I stated in the slides and the applet page (at
http://www.cs.cmu.edu/~ggordon/SVMs/) that the optimal-margin
hyperplane for a linearly-separable classification problem corresponds
to the weight vector at the ball center of version space.  This is a
slight oversimplification, and here is the full explanation.

A word of terminology: the applet will let you look at weight space
from two views, corresponding to weight vectors (v,w,-1) and
(-v,-w,1).  (The first is the default setting; placing a weight vector
by control-clicking switches to the opposite setting.)  I will call
the default setting "positive weight space" and the other one
"negative weight space."

If version space is bounded, everything's OK.  Version space will lie
in either positive weight space or negative weight space but not both.
The ball center of version space (the center of the largest ball
inscribed inside version space) always corresponds to the
optimal-margin hyperplane.

But what if version space is unbounded?  Then version space can
intersect both positive and negative weight space.  There are 4 cases,
according to whether positive version space and negative version space
include the origin.  If both contain the origin, there are no training
examples, and all weight vectors are optimal.

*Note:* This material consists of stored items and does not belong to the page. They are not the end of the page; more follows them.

//! Task Overlay Component
//!
//! Detail view of one task with its subtask checklist. Switches to the
//! task form for editing.

use leptos::prelude::*;
use leptos::task::spawn_local;

use crate::actions;
use crate::board::{avatar_row, category_class, color_index, refresh_colors, DETAIL_AVATARS};
use crate::commands;
use crate::components::{Avatar, DeleteConfirmButton, FormMode, OverflowAvatar, TaskForm};
use crate::context::use_app_context;
use crate::models::{SubtaskId, Task};
use crate::store::{store_remove_task, use_app_store, AppStateStoreFields};
use crate::subtasks::SubtaskList;
use crate::validation::format_due_date;

#[component]
pub fn TaskOverlay(task_id: String, #[prop(into)] on_close: Callback<()>) -> impl IntoView {
    let ctx = use_app_context();
    let store = use_app_store();
    let (editing, set_editing) = signal(false);

    let lookup_id = task_id.clone();
    let task = Memo::new(move |_| {
        store.tasks().with(|tasks| tasks.iter().find(|t| t.id == lookup_id).cloned())
    });

    let toggle_subtask = move |id: SubtaskId| {
        let Some(current) = task.get_untracked() else { return };
        let mut list = SubtaskList::from_subtasks(current.subtasks.clone());
        if list.toggle(id) {
            actions::save_subtasks(ctx, store, current.id, current.subtasks, list.to_vec(), None);
        }
    };

    let delete_id = task_id.clone();
    let on_delete = Callback::new(move |_| {
        let id = delete_id.clone();
        spawn_local(async move {
            match commands::delete_task(&ctx.store(), &id).await {
                Ok(()) => {
                    store_remove_task(&store, &id);
                    on_close.run(());
                }
                Err(e) => {
                    log::error!("deleting task {} failed: {}", id, e);
                    ctx.notify(format!("Could not delete the task: {}", e), None);
                }
            }
        });
    });

    let details = move |task: Task| {
        let colors = store.people().with_untracked(|people| color_index(people));
        let row = avatar_row(&refresh_colors(&task.assigned_to, &colors), DETAIL_AVATARS);

        view! {
            <div class="task-overlay-header">
                <span class=format!("task-category {}", category_class(&task.category))>{task.category.clone()}</span>
                <button class="overlay-close" title="Close" on:click=move |_| on_close.run(())>"✕"</button>
            </div>
            <h2 class="task-overlay-title">{task.title.clone()}</h2>
            <p class="task-overlay-description">{task.description.clone()}</p>
            <div class="task-overlay-row">
                <span class="row-label">"Due date:"</span>
                <span>{format_due_date(&task.due_date)}</span>
            </div>
            <div class="task-overlay-row">
                <span class="row-label">"Priority:"</span>
                <span class=format!("priority-label {}", task.priority.css_class())>
                    {task.priority.as_str()}
                    <img src=task.priority.icon() alt="" />
                </span>
            </div>
            <div class="task-overlay-assignees">
                <span class="row-label">"Assigned To:"</span>
                {row.shown.into_iter().map(|a| view! {
                    <div class="assignee-row">
                        <Avatar name=a.name.clone() email=a.email.clone() color=a.color.clone() />
                        <span>{a.display_name().to_string()}</span>
                    </div>
                }).collect_view()}
                <OverflowAvatar count=row.hidden />
            </div>
            <div class="task-overlay-subtasks">
                <span class="row-label">"Subtasks"</span>
                {task.subtasks.iter().map(|s| {
                    let id = s.id;
                    view! {
                        <label class="subtask-check">
                            <input type="checkbox" prop:checked=s.completed on:change=move |_| toggle_subtask(id) />
                            <span>{s.name.clone()}</span>
                        </label>
                    }
                }).collect_view()}
            </div>
            <div class="task-overlay-actions">
                <DeleteConfirmButton button_class="overlay-delete" on_confirm=on_delete />
                <button class="overlay-edit" on:click=move |_| set_editing.set(true)>"Edit"</button>
            </div>
        }
    };

    let edit_id = StoredValue::new(task_id);

    view! {
        <div class="overlay" on:click=move |_| on_close.run(())>
            <div class="overlay-panel task-overlay" on:click=|ev| ev.stop_propagation()>
                {move || {
                    if editing.get() {
                        view! {
                            <TaskForm mode=FormMode::Edit(edit_id.get_value()) on_close=move |_| set_editing.set(false) />
                        }
                        .into_any()
                    } else {
                        match task.get() {
                            Some(task) => details(task).into_any(),
                            None => view! { <p class="task-missing">"This task no longer exists."</p> }.into_any(),
                        }
                    }
                }}
            </div>
        </div>
    }
}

If just one of positive and negative version space contains the
origin, all training examples are the same class.  So, again, all
weight vectors are optimal: we can fix any weight vector and achieve
an arbitrary margin by adjusting the bias.  The standard quadratic
program for fitting an SVM will pick the origin as the optimal weight
vector, while the most pleasing definition of "ball center" may put
the ball center of version space at infinity, but the difference makes
no difference.

If neither positive nor negative version space contains the origin,
that's when things start to get weird.  The optimal weight vector will
still be equidistant from some subset of constraints (usually d+1 of
them in d dimensions).  But, it may be possible to increase the size
of the inscribed ball by moving the weight vector in some direction.
Doing so will *decrease* the margin.  To visualize this situation in
the applet, give it any training data (on the unit circle) which can
be separated by a line through the origin.